(Saved entries)
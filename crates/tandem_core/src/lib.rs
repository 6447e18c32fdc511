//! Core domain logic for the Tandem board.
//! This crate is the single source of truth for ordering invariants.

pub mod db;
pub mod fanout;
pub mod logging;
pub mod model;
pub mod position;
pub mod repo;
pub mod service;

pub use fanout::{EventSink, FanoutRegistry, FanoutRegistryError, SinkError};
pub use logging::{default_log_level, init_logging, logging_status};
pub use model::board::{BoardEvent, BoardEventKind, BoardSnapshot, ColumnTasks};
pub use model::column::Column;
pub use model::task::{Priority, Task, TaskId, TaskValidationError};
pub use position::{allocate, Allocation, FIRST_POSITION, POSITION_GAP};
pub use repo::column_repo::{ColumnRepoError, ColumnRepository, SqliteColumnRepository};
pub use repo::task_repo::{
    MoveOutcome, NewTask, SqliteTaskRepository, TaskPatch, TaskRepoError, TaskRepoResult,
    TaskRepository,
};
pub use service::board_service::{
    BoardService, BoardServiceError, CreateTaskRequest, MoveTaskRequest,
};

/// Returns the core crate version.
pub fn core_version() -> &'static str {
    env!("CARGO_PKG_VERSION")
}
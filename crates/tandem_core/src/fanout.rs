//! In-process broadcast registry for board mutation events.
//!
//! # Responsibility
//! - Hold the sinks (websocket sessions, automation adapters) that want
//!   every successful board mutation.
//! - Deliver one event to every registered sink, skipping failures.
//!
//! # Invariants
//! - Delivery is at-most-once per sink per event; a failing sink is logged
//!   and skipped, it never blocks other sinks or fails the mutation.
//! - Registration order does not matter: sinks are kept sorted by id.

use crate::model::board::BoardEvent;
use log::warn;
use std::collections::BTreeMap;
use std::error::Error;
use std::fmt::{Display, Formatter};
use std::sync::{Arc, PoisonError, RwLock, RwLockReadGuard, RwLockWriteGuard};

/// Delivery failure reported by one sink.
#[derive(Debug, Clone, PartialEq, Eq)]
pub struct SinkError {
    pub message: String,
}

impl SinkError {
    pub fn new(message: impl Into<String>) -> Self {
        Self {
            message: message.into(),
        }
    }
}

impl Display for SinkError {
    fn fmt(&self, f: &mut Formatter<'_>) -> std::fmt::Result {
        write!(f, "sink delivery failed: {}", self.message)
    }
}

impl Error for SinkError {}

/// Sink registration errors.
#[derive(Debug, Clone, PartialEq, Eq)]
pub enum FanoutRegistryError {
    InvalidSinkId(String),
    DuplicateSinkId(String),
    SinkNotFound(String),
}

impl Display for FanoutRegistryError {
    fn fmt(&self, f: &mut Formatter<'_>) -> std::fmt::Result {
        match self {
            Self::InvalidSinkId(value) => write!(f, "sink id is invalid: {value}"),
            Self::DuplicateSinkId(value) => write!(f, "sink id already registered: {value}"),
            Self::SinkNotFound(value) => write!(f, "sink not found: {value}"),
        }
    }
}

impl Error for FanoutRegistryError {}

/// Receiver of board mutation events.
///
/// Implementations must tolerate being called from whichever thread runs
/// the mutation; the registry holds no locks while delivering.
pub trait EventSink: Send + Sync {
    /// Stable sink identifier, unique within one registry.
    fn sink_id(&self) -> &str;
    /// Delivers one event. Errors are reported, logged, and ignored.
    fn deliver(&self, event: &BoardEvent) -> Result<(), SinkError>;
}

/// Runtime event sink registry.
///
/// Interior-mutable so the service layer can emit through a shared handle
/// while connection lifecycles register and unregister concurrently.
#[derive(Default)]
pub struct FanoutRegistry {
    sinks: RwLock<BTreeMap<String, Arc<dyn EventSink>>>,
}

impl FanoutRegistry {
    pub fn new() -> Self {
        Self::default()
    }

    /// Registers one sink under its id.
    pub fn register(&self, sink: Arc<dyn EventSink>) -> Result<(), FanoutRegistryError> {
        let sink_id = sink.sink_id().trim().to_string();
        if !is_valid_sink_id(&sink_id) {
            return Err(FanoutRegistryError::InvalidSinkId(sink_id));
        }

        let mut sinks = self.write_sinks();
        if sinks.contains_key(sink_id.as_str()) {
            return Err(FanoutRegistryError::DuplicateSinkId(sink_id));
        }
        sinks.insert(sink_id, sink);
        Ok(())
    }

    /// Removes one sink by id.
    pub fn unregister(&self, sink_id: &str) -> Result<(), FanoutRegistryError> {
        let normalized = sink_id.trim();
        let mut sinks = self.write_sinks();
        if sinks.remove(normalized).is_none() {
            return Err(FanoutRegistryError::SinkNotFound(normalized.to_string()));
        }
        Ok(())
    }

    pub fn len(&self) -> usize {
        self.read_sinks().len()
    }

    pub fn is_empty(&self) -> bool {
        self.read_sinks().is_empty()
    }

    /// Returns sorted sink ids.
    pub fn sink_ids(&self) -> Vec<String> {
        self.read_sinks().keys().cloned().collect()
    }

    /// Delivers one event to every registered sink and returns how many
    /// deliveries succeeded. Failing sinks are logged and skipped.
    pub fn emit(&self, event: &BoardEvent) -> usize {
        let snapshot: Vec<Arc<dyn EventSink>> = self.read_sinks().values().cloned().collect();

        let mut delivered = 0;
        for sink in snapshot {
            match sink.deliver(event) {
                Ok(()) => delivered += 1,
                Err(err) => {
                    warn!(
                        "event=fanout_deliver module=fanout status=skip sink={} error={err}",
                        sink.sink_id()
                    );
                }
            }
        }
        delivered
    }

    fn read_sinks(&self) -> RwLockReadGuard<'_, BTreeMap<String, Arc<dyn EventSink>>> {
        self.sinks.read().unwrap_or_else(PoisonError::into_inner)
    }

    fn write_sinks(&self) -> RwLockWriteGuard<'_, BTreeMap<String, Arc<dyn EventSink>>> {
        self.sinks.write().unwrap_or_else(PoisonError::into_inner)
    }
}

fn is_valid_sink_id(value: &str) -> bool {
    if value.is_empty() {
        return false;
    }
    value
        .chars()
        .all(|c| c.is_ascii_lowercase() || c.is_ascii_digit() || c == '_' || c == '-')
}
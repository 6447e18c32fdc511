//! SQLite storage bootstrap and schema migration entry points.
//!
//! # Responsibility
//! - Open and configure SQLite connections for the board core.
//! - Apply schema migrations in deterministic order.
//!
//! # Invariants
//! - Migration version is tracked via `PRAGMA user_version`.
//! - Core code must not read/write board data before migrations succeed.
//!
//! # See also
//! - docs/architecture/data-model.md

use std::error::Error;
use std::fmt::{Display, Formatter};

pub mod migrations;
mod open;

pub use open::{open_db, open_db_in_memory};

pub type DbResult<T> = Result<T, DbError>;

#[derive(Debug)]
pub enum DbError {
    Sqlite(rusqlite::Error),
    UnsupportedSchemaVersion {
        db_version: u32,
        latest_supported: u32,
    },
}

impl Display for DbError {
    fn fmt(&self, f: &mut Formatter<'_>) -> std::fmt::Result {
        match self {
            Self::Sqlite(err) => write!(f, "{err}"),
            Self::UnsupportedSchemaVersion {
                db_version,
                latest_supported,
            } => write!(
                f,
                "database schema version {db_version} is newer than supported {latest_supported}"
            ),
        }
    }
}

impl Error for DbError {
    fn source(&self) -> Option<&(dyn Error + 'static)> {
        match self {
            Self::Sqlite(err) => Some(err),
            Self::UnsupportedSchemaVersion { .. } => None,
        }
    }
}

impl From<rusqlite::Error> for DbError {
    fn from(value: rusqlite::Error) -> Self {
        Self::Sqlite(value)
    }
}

§ **Work item**: What is the number of lines in the records that contain "mutation"? State that number alone.

§ **Written response**: 5